(Stored items)
^^^^^^^^^^^^^^^^

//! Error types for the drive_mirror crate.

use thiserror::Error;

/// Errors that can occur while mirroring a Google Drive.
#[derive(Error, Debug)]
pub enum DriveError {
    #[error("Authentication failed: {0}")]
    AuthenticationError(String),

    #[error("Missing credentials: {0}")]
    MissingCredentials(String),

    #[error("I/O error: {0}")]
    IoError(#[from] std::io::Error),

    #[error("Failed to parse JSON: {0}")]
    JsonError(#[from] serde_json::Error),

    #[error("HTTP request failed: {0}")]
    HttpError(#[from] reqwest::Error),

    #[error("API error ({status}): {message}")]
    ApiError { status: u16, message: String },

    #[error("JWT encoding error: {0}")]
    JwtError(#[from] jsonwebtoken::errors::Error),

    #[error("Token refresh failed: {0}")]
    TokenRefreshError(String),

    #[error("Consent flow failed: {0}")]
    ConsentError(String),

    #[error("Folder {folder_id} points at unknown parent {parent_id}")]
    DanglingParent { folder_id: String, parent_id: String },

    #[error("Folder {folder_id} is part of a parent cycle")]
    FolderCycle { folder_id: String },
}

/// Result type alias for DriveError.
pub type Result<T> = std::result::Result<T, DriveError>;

^^^^^^^^^^^^^^^^

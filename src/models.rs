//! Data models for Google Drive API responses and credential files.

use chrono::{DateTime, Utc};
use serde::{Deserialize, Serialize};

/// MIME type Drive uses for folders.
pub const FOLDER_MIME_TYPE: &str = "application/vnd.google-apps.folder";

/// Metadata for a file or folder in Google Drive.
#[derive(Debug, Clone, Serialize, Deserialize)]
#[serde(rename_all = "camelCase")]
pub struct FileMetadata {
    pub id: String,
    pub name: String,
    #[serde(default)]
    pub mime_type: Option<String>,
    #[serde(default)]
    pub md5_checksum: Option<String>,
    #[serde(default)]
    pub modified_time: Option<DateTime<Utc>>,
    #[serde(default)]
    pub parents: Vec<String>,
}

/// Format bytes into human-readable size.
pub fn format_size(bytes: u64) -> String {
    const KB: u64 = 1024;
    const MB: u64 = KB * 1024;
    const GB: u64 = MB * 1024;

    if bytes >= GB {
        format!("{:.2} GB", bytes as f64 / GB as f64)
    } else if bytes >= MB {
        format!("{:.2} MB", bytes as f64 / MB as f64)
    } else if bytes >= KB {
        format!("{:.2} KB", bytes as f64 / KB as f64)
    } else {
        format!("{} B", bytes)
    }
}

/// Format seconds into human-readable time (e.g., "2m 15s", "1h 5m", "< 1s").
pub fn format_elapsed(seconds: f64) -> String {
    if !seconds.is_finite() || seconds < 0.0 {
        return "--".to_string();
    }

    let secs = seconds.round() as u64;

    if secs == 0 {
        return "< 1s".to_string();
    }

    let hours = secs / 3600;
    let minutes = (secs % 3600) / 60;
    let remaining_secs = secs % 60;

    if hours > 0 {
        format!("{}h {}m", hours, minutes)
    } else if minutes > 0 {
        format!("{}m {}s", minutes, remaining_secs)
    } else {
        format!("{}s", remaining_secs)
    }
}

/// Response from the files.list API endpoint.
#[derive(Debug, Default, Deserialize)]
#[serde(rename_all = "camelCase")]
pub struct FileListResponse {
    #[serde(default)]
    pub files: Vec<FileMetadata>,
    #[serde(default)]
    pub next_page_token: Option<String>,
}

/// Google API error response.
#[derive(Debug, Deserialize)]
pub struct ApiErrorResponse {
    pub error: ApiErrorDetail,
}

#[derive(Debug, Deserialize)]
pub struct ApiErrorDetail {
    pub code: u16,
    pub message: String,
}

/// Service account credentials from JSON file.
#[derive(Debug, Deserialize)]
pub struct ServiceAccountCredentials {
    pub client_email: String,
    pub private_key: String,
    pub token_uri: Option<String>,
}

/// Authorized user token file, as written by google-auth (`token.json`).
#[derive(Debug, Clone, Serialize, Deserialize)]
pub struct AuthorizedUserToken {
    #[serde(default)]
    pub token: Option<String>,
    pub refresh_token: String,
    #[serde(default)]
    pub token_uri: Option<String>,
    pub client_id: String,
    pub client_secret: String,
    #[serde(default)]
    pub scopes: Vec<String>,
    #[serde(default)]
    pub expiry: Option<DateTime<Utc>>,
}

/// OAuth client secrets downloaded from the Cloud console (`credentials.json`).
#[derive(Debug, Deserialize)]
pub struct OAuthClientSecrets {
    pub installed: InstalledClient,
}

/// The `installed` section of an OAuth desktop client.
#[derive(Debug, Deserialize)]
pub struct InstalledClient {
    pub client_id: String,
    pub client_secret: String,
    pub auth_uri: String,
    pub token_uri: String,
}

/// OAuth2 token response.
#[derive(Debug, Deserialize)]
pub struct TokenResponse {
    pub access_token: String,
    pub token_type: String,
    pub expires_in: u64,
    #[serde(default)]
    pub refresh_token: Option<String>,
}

^^^^^^^^^^^^^^^^

_DIRECTIONS FOR THIS TASK_
Give only the lines from the one holding "API error response." through the one holding "Authorized user token", each restated exactly as it appears above.

_THE ANSWER_
/// Google API error response.
#[derive(Debug, Deserialize)]
pub struct ApiErrorResponse {
    pub error: ApiErrorDetail,
}

#[derive(Debug, Deserialize)]
pub struct ApiErrorDetail {
    pub code: u16,
    pub message: String,
}

/// Service account credentials from JSON file.
#[derive(Debug, Deserialize)]
pub struct ServiceAccountCredentials {
    pub client_email: String,
    pub private_key: String,
    pub token_uri: Option<String>,
}

/// Authorized user token file, as written by google-auth (`token.json`).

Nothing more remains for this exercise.